Once you decide against the iPhone and Nokia (and Blackberry because support for it in Ireland is again, all tied to one supplier and it’s not the best supported device here even though it’s huge in Asia), you’re pretty much left with the outliers right now, meaning Android. Yes, Android is an outlier. It gets great press without a doubt, but if you’re not a technology or gadget geek, it’s just another phone that’s a bit dingy-looking with its off-white case that doesn’t sit flat in a jacket pocket. Most people don’t know it’s a software platform, not a phone — and most of them wouldn’t understand what you meant if you told them (and amongst the real experts, btw, there are a few who don’t think much of it at all). And if you don’t mean Android, you’re right out there into the fringe at the moment. Which means stuff gets very interesting and individual indeed, which is where things like the 本 (běn) NanoNote come in:

Ben Nanonote from Qi Hardware

The Ben Nanonote looks like it might be a very interesting part of the fringe indeed. It’s small, but has a physical keyboard (humans like haptic interfaces for a good reason) and is completely open (both in hardware and software). Granted, it’s no speed demon – the iPhone ARM chips have a bit more oomph than it does – but even so, it could run a reasonably wide array of applications. It’s a long way from perfect, since it has no camera, no inbuilt wifi or inbuilt 3G or inbuilt WiMAX; but it’s intended as a first model and for a first model it’s got some promise.

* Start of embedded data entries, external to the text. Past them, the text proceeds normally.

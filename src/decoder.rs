//! Device side reassembly of fragmented frames.
//!
//! There is no notion of a frame in progress. Each fragment is written where
//! its index says, and every terminal fragment flushes the whole buffer, so
//! regions a lost fragment should have covered keep their previous contents
//! until a later frame overwrites them.

use tracing::debug;

use crate::error::PacketError;
use crate::protocol::Fragment;

/// What happened to an accepted fragment
#[derive(Debug, Clone, Copy, PartialEq, Eq)]
pub struct Ingest {
    pub index: u8,
    /// Payload was copied into the buffer
    pub stored: bool,
    /// Fragment ends a frame, the buffer should be flushed
    pub terminal: bool,
}

/// Fixed-size buffer the fragments are written into
pub struct Reassembler {
    buffer: Vec<u8>,
}

impl Reassembler {
    /// Allocate a zeroed buffer of `frame_length` bytes
    pub fn new(frame_length: usize) -> Self {
        Reassembler {
            buffer: vec![0; frame_length],
        }
    }

    pub fn buffer(&self) -> &[u8] {
        &self.buffer
    }

    pub fn clear(&mut self) {
        self.buffer.fill(0);
    }

    /// Apply one datagram.
    ///
    /// Malformed datagrams are rejected without touching the buffer. A payload
    /// that would run past the end of the buffer is skipped, but its marker
    /// still counts.
    pub fn ingest(&mut self, datagram: &[u8]) -> Result<Ingest, PacketError> {
        let fragment = Fragment::parse(datagram)?;

        let offset = fragment.offset();
        let end = offset + fragment.payload.len();
        let stored = end <= self.buffer.len();

        if stored {
            self.buffer[offset..end].copy_from_slice(fragment.payload);
        } else {
            debug!(
                "Dropping fragment {} write: {}..{} exceeds {} byte buffer",
                fragment.index,
                offset,
                end,
                self.buffer.len()
            );
        }

        Ok(Ingest {
            index: fragment.index,
            stored,
            terminal: fragment.is_terminal(),
        })
    }
}
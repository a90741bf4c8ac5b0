use std::fs;
use std::net::{IpAddr, SocketAddr};
use std::path::Path;
use std::str::FromStr;

use serde::{Deserialize, Serialize};

use crate::protocol::MAX_FRAME_LENGTH;
use crate::tiling::{Layout, Tiling};
use crate::{Error, Result};

/// Host side target, parsed from `<ip>:<port>,<width>x<height>,<tiling>`
#[derive(Debug, Clone, Copy, PartialEq, Eq)]
pub struct MatrixSpec {
    pub target: SocketAddr,
    pub layout: Layout,
}

impl FromStr for MatrixSpec {
    type Err = Error;

    fn from_str(s: &str) -> Result<Self> {
        let (ip, rest) = s.split_once(':').ok_or(Error::MissingField("port separator"))?;
        let (port, rest) = rest.split_once(',').ok_or(Error::MissingField("port"))?;

        let ip: IpAddr = ip.parse().map_err(|_| invalid("IP address", ip))?;

        let (width, rest) = rest.split_once('x').ok_or(Error::MissingField("width"))?;
        let port = parse_nonzero::<u16>("port", port)?;

        let (height, tiling) = rest.split_once(',').ok_or(Error::MissingField("height"))?;
        let width = parse_nonzero::<usize>("width", width)?;
        let height = parse_nonzero::<usize>("height", height)?;
        let tiling: Tiling = tiling.parse()?;

        Ok(MatrixSpec {
            target: SocketAddr::new(ip, port),
            layout: Layout::new(width, height, tiling)?,
        })
    }
}

fn invalid(field: &'static str, value: &str) -> Error {
    Error::InvalidField {
        field,
        value: value.to_string(),
    }
}

fn parse_nonzero<T>(field: &'static str, value: &str) -> Result<T>
where
    T: FromStr + Default + PartialEq,
{
    match value.trim().parse::<T>() {
        Ok(n) if n != T::default() => Ok(n),
        _ => Err(invalid(field, value)),
    }
}

/// Device side configuration (JSON)
#[derive(Debug, Clone, Deserialize, Serialize)]
pub struct ReceiverConfig {
    pub listen: ListenConfig,
    /// Reassembly buffer size in bytes (packed pixels, two bytes each)
    pub frame_length: usize,
    /// Bytes handed to the output per write
    #[serde(default = "default_chunk_size")]
    pub chunk_size: usize,
    #[serde(default = "default_recv_timeout_ms")]
    pub recv_timeout_ms: u64,
    pub output: OutputConfig,
}

#[derive(Debug, Clone, Deserialize, Serialize)]
pub struct ListenConfig {
    pub host: String,
    pub port: u16,
}

#[derive(Debug, Clone, Deserialize, Serialize)]
#[serde(tag = "type", rename_all = "lowercase")]
pub enum OutputConfig {
    /// Write flushed chunks to a serial port
    Serial { port: String, baud_rate: u32 },
    /// Discard flushed frames
    Null,
}

fn default_chunk_size() -> usize {
    32
}

fn default_recv_timeout_ms() -> u64 {
    100
}

impl ReceiverConfig {
    /// Read, parse and validate a JSON configuration file
    pub fn load(path: impl AsRef<Path>) -> Result<Self> {
        let data = fs::read_to_string(path.as_ref())?;
        let config: ReceiverConfig = serde_json::from_str(&data)?;
        config.validate()?;
        Ok(config)
    }

    pub fn validate(&self) -> Result<()> {
        if self.frame_length == 0 || self.frame_length > MAX_FRAME_LENGTH {
            return Err(Error::Config(format!(
                "frame_length must be between 1 and {}, got {}",
                MAX_FRAME_LENGTH, self.frame_length
            )));
        }
        if self.chunk_size == 0 {
            return Err(Error::Config("chunk_size must be at least 1".into()));
        }
        if self.recv_timeout_ms == 0 {
            return Err(Error::Config("recv_timeout_ms must be at least 1".into()));
        }
        Ok(())
    }

    pub fn listen_addr(&self) -> String {
        format!("{}:{}", self.listen.host, self.listen.port)
    }
}
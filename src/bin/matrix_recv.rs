use std::process::ExitCode;
use std::sync::atomic::Ordering;

use anyhow::{Context, Result};
use clap::Parser;
use tracing::{info, warn};
use tracing_subscriber::EnvFilter;

use matrix_relay::{output, Error, FrameReceiver, ReceiverConfig};

#[derive(Parser)]
#[command(name = "matrix-recv")]
#[command(about = "Matrix relay - device side\n\nReceives fragmented frames over UDP and outputs them to an LED driver.", long_about = None)]
struct Cli {
    /// Path to configuration file (JSON)
    config: String,

    /// Enable debug output (statistics)
    #[arg(long)]
    debug: bool,

    /// Enable detailed debug (hex dumps every datagram)
    #[arg(long)]
    ddebug: bool,
}

fn main() -> ExitCode {
    let cli = Cli::parse();

    // ddebug implies debug
    let debug = cli.debug || cli.ddebug;
    let level = if cli.ddebug {
        "trace"
    } else if debug {
        "debug"
    } else {
        "info"
    };
    tracing_subscriber::fmt()
        .with_env_filter(EnvFilter::try_from_default_env().unwrap_or_else(|_| EnvFilter::new(level)))
        .init();

    match run(&cli, debug) {
        Ok(()) => ExitCode::SUCCESS,
        Err(e) => {
            eprintln!("✗ {:#}", e);
            let code = e.downcast_ref::<Error>().map_or(1, Error::exit_code);
            ExitCode::from(code as u8)
        }
    }
}

fn run(cli: &Cli, debug: bool) -> Result<()> {
    // Load configuration
    let config = ReceiverConfig::load(&cli.config)
        .with_context(|| format!("Failed to load configuration from {}", cli.config))?;

    let sink = output::open(&config.output).context("Failed to open output")?;
    let mut receiver = FrameReceiver::bind(&config, sink)?.report_stats(debug);

    // Set up Ctrl-C handler with graceful shutdown
    let running = receiver.get_running_flag();
    if let Err(e) = ctrlc::set_handler(move || running.store(false, Ordering::Relaxed)) {
        warn!("Could not set Ctrl-C handler: {}", e);
    }

    // Start dark, whatever the driver held before
    receiver.blank().context("Failed to blank output")?;
    info!("Waiting for frames (Press Ctrl-C to stop)");

    // Blocks until shutdown
    receiver.run()?;

    receiver.shutdown();
    info!("✓ Receiver stopped");

    Ok(())
}
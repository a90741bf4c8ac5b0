//! Test patterns for bringing up a panel.

use std::fmt;
use std::str::FromStr;

use crate::encoder::Transport;
use crate::matrix::Matrix;
use crate::pixel_format::Rgb;
use crate::{Error, Result};

#[derive(Debug, Clone, Copy, PartialEq, Eq, Default)]
pub enum Pattern {
    /// White, red, green and blue quadrants; shows orientation and tiling at a glance
    #[default]
    Quadrants,
    /// Red ramps along x, green along y
    Gradient,
    /// One white pixel stepping through the matrix in row order
    Chase,
}

impl Pattern {
    /// Paint frame number `frame` into the matrix buffer
    pub fn draw<T: Transport>(&self, matrix: &mut Matrix<T>, frame: u64) -> Result<()> {
        let (width, height) = (matrix.width(), matrix.height());

        match self {
            Pattern::Quadrants => {
                for y in 0..height {
                    for x in 0..width {
                        let color = match (x < width / 2, y < height / 2) {
                            (true, true) => Rgb::WHITE,
                            (true, false) => Rgb::new(0xff, 0, 0),
                            (false, true) => Rgb::new(0, 0xff, 0),
                            (false, false) => Rgb::new(0, 0, 0xff),
                        };
                        matrix.set(x, y, color)?;
                    }
                }
            }
            Pattern::Gradient => {
                for y in 0..height {
                    for x in 0..width {
                        matrix.set(x, y, Rgb::new(ramp(x, width), ramp(y, height), 0))?;
                    }
                }
            }
            Pattern::Chase => {
                let step = (frame % (width * height) as u64) as usize;
                matrix.clear();
                matrix.set(step % width, step / width, Rgb::WHITE)?;
            }
        }

        Ok(())
    }
}

fn ramp(position: usize, extent: usize) -> u8 {
    if extent <= 1 {
        return 0;
    }
    (position * 255 / (extent - 1)) as u8
}

impl FromStr for Pattern {
    type Err = Error;

    fn from_str(s: &str) -> Result<Self> {
        match s {
            "quadrants" => Ok(Pattern::Quadrants),
            "gradient" => Ok(Pattern::Gradient),
            "chase" => Ok(Pattern::Chase),
            _ => Err(Error::InvalidField {
                field: "pattern",
                value: s.to_string(),
            }),
        }
    }
}

impl fmt::Display for Pattern {
    fn fmt(&self, f: &mut fmt::Formatter<'_>) -> fmt::Result {
        match self {
            Pattern::Quadrants => write!(f, "quadrants"),
            Pattern::Gradient => write!(f, "gradient"),
            Pattern::Chase => write!(f, "chase"),
        }
    }
}

#[cfg(test)]
mod tests {
    use super::*;
    use crate::tiling::{Layout, Tiling};
    use std::io;

    struct Discard;

    impl Transport for Discard {
        fn send(&mut self, _datagram: &[u8]) -> io::Result<()> {
            Ok(())
        }
    }

    fn matrix(width: usize, height: usize) -> Matrix<Discard> {
        Matrix::with_transport(Layout::new(width, height, Tiling::Snake).unwrap(), Discard).unwrap()
    }

    #[test]
    fn test_quadrants() {
        let mut m = matrix(4, 4);
        Pattern::Quadrants.draw(&mut m, 0).unwrap();
        assert_eq!(m.get(0, 0).unwrap(), Rgb::WHITE);
        assert_eq!(m.get(1, 3).unwrap(), Rgb::new(0xff, 0, 0));
        assert_eq!(m.get(3, 0).unwrap(), Rgb::new(0, 0xff, 0));
        assert_eq!(m.get(2, 2).unwrap(), Rgb::new(0, 0, 0xff));
    }

    #[test]
    fn test_gradient_corners() {
        let mut m = matrix(8, 4);
        Pattern::Gradient.draw(&mut m, 0).unwrap();
        assert_eq!(m.get(0, 0).unwrap(), Rgb::BLACK);
        assert_eq!(m.get(7, 3).unwrap(), Rgb::new(255, 255, 0));
    }

    #[test]
    fn test_chase_wraps() {
        let mut m = matrix(3, 2);
        Pattern::Chase.draw(&mut m, 4).unwrap();
        assert_eq!(m.get(1, 1).unwrap(), Rgb::WHITE);

        Pattern::Chase.draw(&mut m, 6).unwrap();
        assert_eq!(m.get(0, 0).unwrap(), Rgb::WHITE);
        assert_eq!(m.get(1, 1).unwrap(), Rgb::BLACK);
    }

    #[test]
    fn test_names() {
        assert_eq!("chase".parse::<Pattern>().unwrap(), Pattern::Chase);
        assert_eq!(Pattern::Gradient.to_string(), "gradient");
        assert!("plasma".parse::<Pattern>().is_err());
    }
}
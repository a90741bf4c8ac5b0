//! Relay RGB frames from a rendering host to a UDP-attached LED matrix.
//!
//! The host side ([`Matrix`]) keeps an RGB888 buffer in LED wiring order,
//! packs it to 15-bit color and sends it as a run of fragments. The device
//! side ([`FrameReceiver`]) writes fragments into a fixed reassembly buffer
//! and pushes the buffer to a [`PixelSink`] whenever a terminal fragment
//! arrives.

pub mod config;
pub mod decoder;
pub mod encoder;
pub mod error;
pub mod matrix;
pub mod output;
pub mod pattern;
pub mod pixel_format;
pub mod protocol;
pub mod receiver;
pub mod tiling;

pub use config::{MatrixSpec, ReceiverConfig};
pub use decoder::{Ingest, Reassembler};
pub use encoder::{FrameEncoder, Transport, UdpTransport};
pub use error::{Error, PacketError, Result};
pub use matrix::Matrix;
pub use output::PixelSink;
pub use pixel_format::Rgb;
pub use receiver::FrameReceiver;
pub use tiling::{Layout, Tiling};

/// Space separated hex of the first `limit` bytes, for trace output
pub(crate) fn hex_prefix(bytes: &[u8], limit: usize) -> String {
    bytes
        .iter()
        .take(limit)
        .map(|b| format!("{:02x}", b))
        .collect::<Vec<_>>()
        .join(" ")
}
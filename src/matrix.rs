use tracing::info;

use crate::config::MatrixSpec;
use crate::encoder::{FrameEncoder, Transport, UdpTransport};
use crate::pixel_format::{Rgb, SOURCE_STRIDE};
use crate::tiling::Layout;
use crate::{Error, Result};

/// Host side handle: a pixel buffer in wiring order plus the encoder that ships it
pub struct Matrix<T = UdpTransport> {
    layout: Layout,
    pixels: Vec<u8>,
    encoder: FrameEncoder<T>,
}

impl Matrix<UdpTransport> {
    /// Bind a UDP socket and allocate a black frame for `spec`
    pub fn connect(spec: &MatrixSpec) -> Result<Self> {
        let transport = UdpTransport::connect(spec.target)?;

        info!(
            "Sending {}x{} {} frames to {}",
            spec.layout.width(),
            spec.layout.height(),
            spec.layout.tiling(),
            spec.target
        );

        Matrix::with_transport(spec.layout, transport)
    }
}

impl<T: Transport> Matrix<T> {
    pub fn with_transport(layout: Layout, transport: T) -> Result<Self> {
        Ok(Matrix {
            layout,
            pixels: vec![0; layout.pixel_count() * SOURCE_STRIDE],
            encoder: FrameEncoder::new(transport),
        })
    }

    pub fn width(&self) -> usize {
        self.layout.width()
    }

    pub fn height(&self) -> usize {
        self.layout.height()
    }

    pub fn layout(&self) -> &Layout {
        &self.layout
    }

    /// Raw RGB888 bytes in wiring order
    pub fn pixels(&self) -> &[u8] {
        &self.pixels
    }

    pub fn encoder_mut(&mut self) -> &mut FrameEncoder<T> {
        &mut self.encoder
    }

    fn offset(&self, x: usize, y: usize) -> Result<usize> {
        self.layout
            .position(x, y)
            .map(|index| index * SOURCE_STRIDE)
            .ok_or(Error::OutOfBounds {
                x,
                y,
                width: self.layout.width(),
                height: self.layout.height(),
            })
    }

    pub fn set(&mut self, x: usize, y: usize, color: Rgb) -> Result<()> {
        let pos = self.offset(x, y)?;
        self.pixels[pos..pos + SOURCE_STRIDE].copy_from_slice(&[color.red, color.green, color.blue]);
        Ok(())
    }

    pub fn get(&self, x: usize, y: usize) -> Result<Rgb> {
        let pos = self.offset(x, y)?;
        Ok(Rgb::new(
            self.pixels[pos],
            self.pixels[pos + 1],
            self.pixels[pos + 2],
        ))
    }

    /// Zero the whole buffer (nothing is sent until the next render)
    pub fn clear(&mut self) {
        self.pixels.fill(0);
    }

    /// Send the current buffer as one frame. Returns the number of datagrams sent.
    pub fn render(&mut self) -> Result<usize> {
        self.encoder.render(&self.pixels)
    }
}
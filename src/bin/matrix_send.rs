use std::process::ExitCode;
use std::sync::atomic::{AtomicBool, Ordering};
use std::sync::Arc;
use std::thread;
use std::time::{Duration, Instant};

use anyhow::{Context, Result};
use clap::Parser;
use tracing::{info, warn};
use tracing_subscriber::EnvFilter;

use matrix_relay::pattern::Pattern;
use matrix_relay::{Error, Matrix, MatrixSpec};

#[derive(Parser)]
#[command(name = "matrix-send")]
#[command(about = "Matrix relay - host side\n\nRenders a test pattern and streams it to a UDP LED matrix.", long_about = None)]
struct Cli {
    /// Target and geometry, e.g. 192.168.69.42:1234,16x8,snake
    target: String,

    /// Test pattern: quadrants, gradient or chase
    #[arg(long, default_value = "quadrants")]
    pattern: Pattern,

    /// Frames per second
    #[arg(long, default_value_t = 30)]
    fps: u32,

    /// Stop after this many frames (runs until Ctrl-C otherwise)
    #[arg(long)]
    frames: Option<u64>,

    /// Enable debug output
    #[arg(long)]
    debug: bool,

    /// Enable detailed debug (hex dumps of every fragment)
    #[arg(long)]
    ddebug: bool,
}

fn main() -> ExitCode {
    let cli = Cli::parse();

    // ddebug implies debug
    let level = if cli.ddebug {
        "trace"
    } else if cli.debug {
        "debug"
    } else {
        "info"
    };
    tracing_subscriber::fmt()
        .with_env_filter(EnvFilter::try_from_default_env().unwrap_or_else(|_| EnvFilter::new(level)))
        .init();

    match run(&cli) {
        Ok(()) => ExitCode::SUCCESS,
        Err(e) => {
            eprintln!("✗ {:#}", e);
            let code = e.downcast_ref::<Error>().map_or(1, Error::exit_code);
            ExitCode::from(code as u8)
        }
    }
}

fn run(cli: &Cli) -> Result<()> {
    let spec: MatrixSpec = cli.target.parse()?;
    let mut matrix = Matrix::connect(&spec)?;

    let running = Arc::new(AtomicBool::new(true));
    let flag = Arc::clone(&running);
    if let Err(e) = ctrlc::set_handler(move || flag.store(false, Ordering::Relaxed)) {
        warn!("Could not set Ctrl-C handler: {}", e);
    }

    let interval = Duration::from_secs(1) / cli.fps.max(1);
    info!("Streaming {} at {} fps (Press Ctrl-C to stop)", cli.pattern, cli.fps.max(1));

    let mut frame = 0u64;
    while running.load(Ordering::Relaxed) && cli.frames.map_or(true, |n| frame < n) {
        let started = Instant::now();

        cli.pattern.draw(&mut matrix, frame)?;
        match matrix.render() {
            Ok(_) => {}
            // A lost frame is replaced by the next one
            Err(e @ Error::Send { .. }) => warn!("Frame {} dropped: {}", frame, e),
            Err(e) => return Err(e).context("Failed to render frame"),
        }
        frame += 1;

        if let Some(rest) = interval.checked_sub(started.elapsed()) {
            thread::sleep(rest);
        }
    }

    // Graceful shutdown - send a black frame to turn off LEDs
    info!("Turning off LEDs...");
    matrix.clear();
    matrix.render()?;

    Ok(())
}
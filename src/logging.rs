//! Logging initialization for the binary
//!
//! The library only emits `tracing` events; installing a subscriber is up
//! to the binary. Without `--verbose` only errors are shown, so skip
//! warnings are discarded.

use tracing::Level;
use tracing_subscriber::{fmt, prelude::*, EnvFilter};

/// Filter level for a `-v` count: 0 = ERROR, 1 = WARN, 2+ = DEBUG
pub fn level_for(verbosity: u8) -> Level {
    match verbosity {
        0 => Level::ERROR,
        1 => Level::WARN,
        _ => Level::DEBUG,
    }
}

/// Install the stderr subscriber; `RUST_LOG` takes precedence over `verbosity`
///
/// Does nothing if a global subscriber is already set.
pub fn init(verbosity: u8) {
    let level = level_for(verbosity);
    let filter = EnvFilter::try_from_default_env()
        .unwrap_or_else(|_| EnvFilter::new(level.as_str().to_lowercase()));

    let _ = tracing_subscriber::registry()
        .with(filter)
        .with(
            fmt::layer()
                .with_target(false)
                .without_time()
                .with_writer(std::io::stderr),
        )
        .try_init();
}

#[cfg(test)]
mod tests {
    use super::*;

    #[test]
    fn test_level_for() {
        assert_eq!(level_for(0), Level::ERROR);
        assert_eq!(level_for(1), Level::WARN);
        assert_eq!(level_for(2), Level::DEBUG);
        assert_eq!(level_for(5), Level::DEBUG);
    }

    #[test]
    fn test_init_twice_is_harmless() {
        init(1);
        init(2);
    }
}
//! HTTP client shared foundation
//!
//! This module provides a shared HTTP client with:
//! - Configurable timeout and User-Agent
//! - Optional HTTP basic auth for private gem servers
//! - Status classification (404, 429, other failures)
//!
//! Every call is a single request. Retries belong to the caller so that
//! each attempt can go through the per-host rate limiter.

use crate::error::RegistryError;
use reqwest::{Client, StatusCode};
use std::time::Duration;

/// Default timeout for HTTP requests (30 seconds)
const DEFAULT_TIMEOUT: Duration = Duration::from_secs(30);

/// Default User-Agent header
const DEFAULT_USER_AGENT: &str = concat!("libyear/", env!("CARGO_PKG_VERSION"));

/// Basic auth credentials taken from a source URL's userinfo
#[derive(Debug, Clone, PartialEq, Eq)]
pub struct Credentials {
    pub username: String,
    pub password: Option<String>,
}

/// Thin reqwest wrapper mapping failures onto [`RegistryError`]
#[derive(Clone)]
pub struct HttpClient {
    client: Client,
}

impl HttpClient {
    /// Create a new HTTP client with default settings
    pub fn new() -> Result<Self, RegistryError> {
        Self::with_config(DEFAULT_TIMEOUT, DEFAULT_USER_AGENT)
    }

    /// Create a new HTTP client with custom configuration
    pub fn with_config(timeout: Duration, user_agent: &str) -> Result<Self, RegistryError> {
        let client = Client::builder()
            .timeout(timeout)
            .user_agent(user_agent)
            .build()
            .map_err(|e| {
                RegistryError::network_error(
                    "",
                    "HTTP client",
                    format!("failed to create HTTP client: {}", e),
                )
            })?;

        Ok(Self { client })
    }

    /// Perform one GET request with error context
    pub async fn get_with_context(
        &self,
        url: &str,
        package: &str,
        registry: &str,
        credentials: Option<&Credentials>,
    ) -> Result<reqwest::Response, RegistryError> {
        let mut request = self.client.get(url);
        if let Some(creds) = credentials {
            request = request.basic_auth(&creds.username, creds.password.as_ref());
        }

        let response = request.send().await.map_err(|e| {
            if e.is_timeout() {
                RegistryError::timeout(package, registry)
            } else {
                RegistryError::network_error(package, registry, e.to_string())
            }
        })?;

        match response.status() {
            StatusCode::TOO_MANY_REQUESTS => Err(RegistryError::rate_limit_exceeded(registry)),
            StatusCode::NOT_FOUND => Err(RegistryError::package_not_found(package, registry)),
            status if !status.is_success() => Err(RegistryError::unexpected_status(
                package,
                registry,
                status.as_u16(),
            )),
            _ => Ok(response),
        }
    }

    /// Perform a GET request and parse the JSON body
    pub async fn get_json<T: serde::de::DeserializeOwned>(
        &self,
        url: &str,
        package: &str,
        registry: &str,
        credentials: Option<&Credentials>,
    ) -> Result<T, RegistryError> {
        let response = self
            .get_with_context(url, package, registry, credentials)
            .await?;

        response.json::<T>().await.map_err(|e| {
            RegistryError::invalid_response(package, registry, format!("failed to parse JSON: {}", e))
        })
    }
}
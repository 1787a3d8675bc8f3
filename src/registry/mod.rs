//! Gem registry access
//!
//! This module provides:
//! - HTTP client shared foundation (single attempt per call)
//! - RubyGems-compatible version API client
//! - A bounded per-host client pool
//! - A per-host request rate limiter

mod client;
mod pool;
mod rate_limit;
mod rubygems;

pub use client::{Credentials, HttpClient};
pub use pool::{ClientPool, PooledClient};
pub use rate_limit::{RateLimiter, DEFAULT_RATE_LIMIT};
pub use rubygems::{RubyGemsClient, RubyGemsFactory};

use crate::error::RegistryError;
use async_trait::async_trait;
use reqwest::Url;
use serde::{Deserialize, Serialize};
use std::sync::Arc;

/// A version record as returned by the registry, before any parsing
///
/// This is also the on-disk cache format, so it only holds strings and
/// flags and stays independent of the in-memory version types.
#[derive(Debug, Clone, PartialEq, Eq, Serialize, Deserialize)]
pub struct RawGemVersion {
    pub number: String,
    pub created_at: String,
    #[serde(default, skip_serializing_if = "Option::is_none")]
    pub prerelease: Option<bool>,
    #[serde(default, skip_serializing_if = "Option::is_none")]
    pub platform: Option<String>,
}

impl RawGemVersion {
    pub fn new(number: impl Into<String>, created_at: impl Into<String>, prerelease: bool) -> Self {
        Self {
            number: number.into(),
            created_at: created_at.into(),
            prerelease: Some(prerelease),
            platform: None,
        }
    }
}

/// A source of gem version histories
#[async_trait]
pub trait GemRegistry: Send + Sync {
    /// Name used in diagnostics (normally the host)
    fn registry_name(&self) -> &str;

    /// Fetch every published version of a gem
    async fn fetch_versions(&self, gem: &str) -> Result<Vec<RawGemVersion>, RegistryError>;
}

/// Builds a registry client for a configured source URL
pub trait ClientFactory: Send + Sync {
    fn create(&self, source: &Url) -> Arc<dyn GemRegistry>;
}
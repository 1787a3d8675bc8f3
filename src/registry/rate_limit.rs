//! Per-host request rate limiting
//!
//! RubyGems.org allows 10 requests per second per client
//! (https://guides.rubygems.org/rubygems-org-rate-limits/). Each host gets
//! its own schedule; callers reserve the next free slot under the lock and
//! then sleep until it arrives, so concurrent callers for one host are
//! spaced out without holding the lock while sleeping.

use std::collections::HashMap;
use std::sync::{Mutex, PoisonError};
use std::time::Duration;
use tokio::time::Instant;
use tracing::debug;

/// Default requests per second per host
pub const DEFAULT_RATE_LIMIT: u32 = 10;

pub struct RateLimiter {
    interval: Duration,
    /// Time of the most recently granted slot per host
    last_request: Mutex<HashMap<String, Instant>>,
}

impl RateLimiter {
    /// Allow `requests_per_second` requests per host
    pub fn new(requests_per_second: u32) -> Self {
        Self {
            interval: Duration::from_secs(1) / requests_per_second.max(1),
            last_request: Mutex::new(HashMap::new()),
        }
    }

    pub fn interval(&self) -> Duration {
        self.interval
    }

    /// Wait until a request to `host` is allowed and record it
    pub async fn wait_for_slot(&self, host: &str) {
        let slot = {
            let mut last_request = self
                .last_request
                .lock()
                .unwrap_or_else(PoisonError::into_inner);
            let now = Instant::now();
            let slot = match last_request.get(host) {
                Some(last) => (*last + self.interval).max(now),
                None => now,
            };
            last_request.insert(host.to_string(), slot);
            slot
        };

        if slot > Instant::now() {
            debug!(host, wait_ms = (slot - Instant::now()).as_millis() as u64, "rate limited");
            tokio::time::sleep_until(slot).await;
        }
    }
}

impl Default for RateLimiter {
    fn default() -> Self {
        Self::new(DEFAULT_RATE_LIMIT)
    }
}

Not least of which is that it costs around €70 at the moment. Add in the €60 you have to pay to get a supported microSD wifi card, and you’re still looking at less than a third of the cost of most netbooks over here. It’s a hobbyist platform rather than a serious do-work-on-this box at the moment, but looking at the upcoming Ya and Mu Nanonote platforms and seeing how building in wifi and other hardware is so possible, you have to ask the question of how long it’ll be until a commercial interest starts capitalising on the work Qi’s done here, and creates a larger market than just the hobbyist fringe. There’s a principle in open source software that the fastest way to change how something is done is to do it differently and release the code. Personally, I hope that trend holds true in hardware and we see a new market of palmtops acting as miniature netbooks; I would love to get a platform the size of the Nanonote, just with a few more networking options (as in, all of them – WiFi, WiMAX, 3G, LTE, the works). A true mobile device.

And yes, I still want an N900. If nothing else, it’d make a good stopgap measure 😀 In the meantime… well, €130 isn’t too much to drop to play with a toy like this, right?